In general, humans have little difficulty identifying crystals or potential crystals. Although the exact mechanism whereby any pattern is identified by visual inspection remains to be determined, it is simple to identify some key features that set crystals apart from other objects. Straight edges, flat facets, symmetry and objects that are closed are only a few of the features that can be used to describe crystals. All of these `features' may be violated, but are on the whole true. The key is to identify the correct features to choose and then define the set of values of these features that are compatible with a `crystal' or other pattern in a drop.

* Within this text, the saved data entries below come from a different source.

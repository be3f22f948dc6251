//! Permutations, partitions and shuffles

use crate::{GenError, Result};
use rand::seq::{index, SliceRandom};
use rand::Rng;

/// Uniformly random permutation of `[0, n)`
pub fn permutation<R: Rng + ?Sized>(rng: &mut R, n: usize) -> Vec<usize> {
    let mut perm: Vec<usize> = (0..n).collect();
    perm.shuffle(rng);
    perm
}

/// In-place uniform reordering
pub fn shuffle<T, R: Rng + ?Sized>(rng: &mut R, items: &mut [T]) {
    items.shuffle(rng);
}

/// Split `total` into `parts` integers, each at least `min_part`
///
/// Every composition is equally likely: after reserving `min_part` per part,
/// the remaining units are laid out with `parts - 1` bars chosen uniformly
/// among `free + parts - 1` slots.
pub fn partition<R: Rng + ?Sized>(
    rng: &mut R,
    total: usize,
    parts: usize,
    min_part: usize,
) -> Result<Vec<usize>> {
    let invalid = GenError::InvalidPartition { total, parts, min_part };

    if parts == 0 {
        return if total == 0 { Ok(Vec::new()) } else { Err(invalid) };
    }

    let reserved = match parts.checked_mul(min_part) {
        Some(reserved) if reserved <= total => reserved,
        _ => return Err(invalid),
    };
    let slots = total - reserved + parts - 1;

    let mut bars = index::sample(rng, slots, parts - 1).into_vec();
    bars.sort_unstable();

    let mut result = Vec::with_capacity(parts);
    let mut start = 0;
    for bar in bars {
        result.push(bar - start + min_part);
        start = bar + 1;
    }
    result.push(slots - start + min_part);

    Ok(result)
}
use crate::feed::Feed;
use dioxus::prelude::*;

pub const PRIVACY_OPTIONS: [(&str, &str); 4] = [
    ("", "All"),
    ("public", "Public"),
    ("friends", "Friends"),
    ("private", "Private"),
];

#[component]
pub fn FilterBar(privacy: Signal<String>) -> Element {
    let feed = use_context::<Feed>();
    let mut privacy = privacy;

    rsx! {
        div { class: "filter-bar",
            select {
                id: "privacy",
                value: "{privacy}",
                onchange: move |e| privacy.set(e.value()),
                for (value, label) in PRIVACY_OPTIONS {
                    option { value, "{label}" }
                }
            }
            button {
                id: "loadPosts",
                onclick: move |_| feed.load(Some(privacy.read().clone())),
                "Load posts"
            }
        }
    }
}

One such method for solving this problem is the use of self-organizing neural nets (Kohonen maps; Kohonen, 1982), which map a many-dimensional feature vector onto a two-dimensional map of artificial neurons. To implement such a procedure for crystallization experiments, a computer program, Crystal Experiment Evaluation Program (CEEP), is being developed. In CEEP, a number of features are extracted from a set of images with known classification and are then trained in an unsupervised way such that like images with similar features cluster together on a plane of neurons. Once this planar map has been trained, each node, consisting of one neuron in the plane, may be assigned to an individual classification. Subsequent annotation of unclassified images is then carried out by extracting features from an image and then finding the node that this image lands on in the classification map (Fig. 1).
| || Figure 1 |
Schematic of Crystal Experiment Evaluation Program. (a) Image is located after generation by imager; (b) test for presence of drop - if no drop classify as 0; (c) extract the drop from the superfluous material around it; (d) extract feature vector (pattern); (e) present the pattern to the neural net and classify.

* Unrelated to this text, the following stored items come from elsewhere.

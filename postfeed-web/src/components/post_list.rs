use crate::feed::Feed;
use dioxus::prelude::*;
use postfeed_core::{FeedView, MediaKind, PostBlock, NO_POSTS_PLACEHOLDER};

#[component]
pub fn PostList() -> Element {
    let feed = use_context::<Feed>();
    let view = feed.view.read();

    let content = match &*view {
        FeedView::Idle => rsx! {},
        FeedView::Empty => rsx! { "{NO_POSTS_PLACEHOLDER}" },
        FeedView::Posts(blocks) => rsx! {
            for block in blocks.iter() {
                PostCard { key: "{block.element_id}", block: block.clone() }
            }
        },
    };

    rsx! {
        div { id: "posts", {content} }
    }
}

#[component]
fn PostCard(block: PostBlock) -> Element {
    let feed = use_context::<Feed>();
    let post_id = block.post_id.clone();

    let media = match &block.media {
        Some(media) if media.kind == MediaKind::Video => rsx! {
            video { src: "{media.src}", controls: true }
        },
        Some(media) => rsx! {
            img { src: "{media.src}" }
        },
        None => rsx! {},
    };

    rsx! {
        div { id: "{block.element_id}", class: "post",
            h2 { "{block.heading}" }
            p { "{block.privacy_label}" }
            p { "{block.created_label}" }
            {media}
            button {
                class: "delete",
                onclick: move |_| feed.delete(post_id.clone()),
                "Delete"
            }
        }
    }
}
use serde::{Deserialize, Serialize};
use std::fmt;

/// Post identifier exactly as the server issued it. Kept untagged so a
/// delete request echoes back the same JSON type (number or string).
#[derive(Clone, Debug, PartialEq, Eq, Hash, Serialize, Deserialize)]
#[serde(untagged)]
pub enum PostId {
    Int(i64),
    Text(String),
}

impl fmt::Display for PostId {
    fn fmt(&self, f: &mut fmt::Formatter<'_>) -> fmt::Result {
        match self {
            PostId::Int(id) => write!(f, "{id}"),
            PostId::Text(id) => f.write_str(id),
        }
    }
}

impl From<i64> for PostId {
    fn from(id: i64) -> Self {
        PostId::Int(id)
    }
}

impl From<&str> for PostId {
    fn from(id: &str) -> Self {
        PostId::Text(id.to_string())
    }
}

#[derive(Clone, Debug, PartialEq, Serialize, Deserialize)]
pub struct Post {
    pub id: PostId,
    pub content: String,
    pub privacy: String,
    pub created_at: String,
    /// Base64 encoded media bytes
    #[serde(default)]
    pub media_data: Option<String>,
    /// Declared media kind, `"image"` or `"video"`
    #[serde(default)]
    pub media_type: Option<String>,
}

/// Body of `GET /api/posts`
#[derive(Clone, Debug, PartialEq, Serialize, Deserialize)]
pub struct PostList {
    pub posts: Vec<Post>,
}

#[derive(Clone, Debug, PartialEq, Serialize, Deserialize)]
pub struct DeletePostRequest {
    pub post_id: PostId,
}

/// Acknowledgement returned by the mutating endpoints. Other fields are
/// ignored.
#[derive(Clone, Debug, PartialEq, Serialize, Deserialize)]
pub struct ApiMessage {
    pub message: String,
}

#[derive(Clone, Debug, PartialEq)]
pub struct MediaUpload {
    pub file_name: String,
    pub bytes: Vec<u8>,
}

/// Form submitted to `POST /api/create_post`
#[derive(Clone, Debug, PartialEq)]
pub struct NewPost {
    pub content: String,
    pub privacy: String,
    pub media: Option<MediaUpload>,
}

Here, as part of the Joint Center for Structural Genomics, we present a preliminary analysis of crystallization trials with CEEP from the crystallization results of expression of the entire proteome of Thermotoga maritima, one of the structural genomics initiatives funded by the NIH.
All proteins were crystallized using the sitting-drop vapor-diffusion method at 293 K in custom 96-well plates (manufactured by Greiner Inc.) using sparse-matrix screens from Hampton Research and Emerald Biostructures and a custom robotics system. Typically, total drop size was 100 nl using 50 nl of protein and 50 nl precipitant, giving a total drop diameter of approximately 0.5-1 mm.
Images were taken between 2 and 4 h after set-up and then at 7 and 28 d intervals with an Optimag 1700 (Veeco-Optimag San Diego, CA, USA) imaging system equipped with a 5× magnification objective fixed-focus microscope. The system is capable of taking 96 (one plate) 256 gray-level images (Microsoft bitmap format) per 60 s (Fig. 2).
| || Figure 2 |
Typical bitmap generated by Optimag 1700 machine. (a) Unextracted full 1 Mb bitmap image (1024 × 1024 pixels = 1 Mb), (b) crystallization shelf extracted using correlation with a 1.92 × 2.0 mm box (700 × 750 pixels = 0.5 Mb).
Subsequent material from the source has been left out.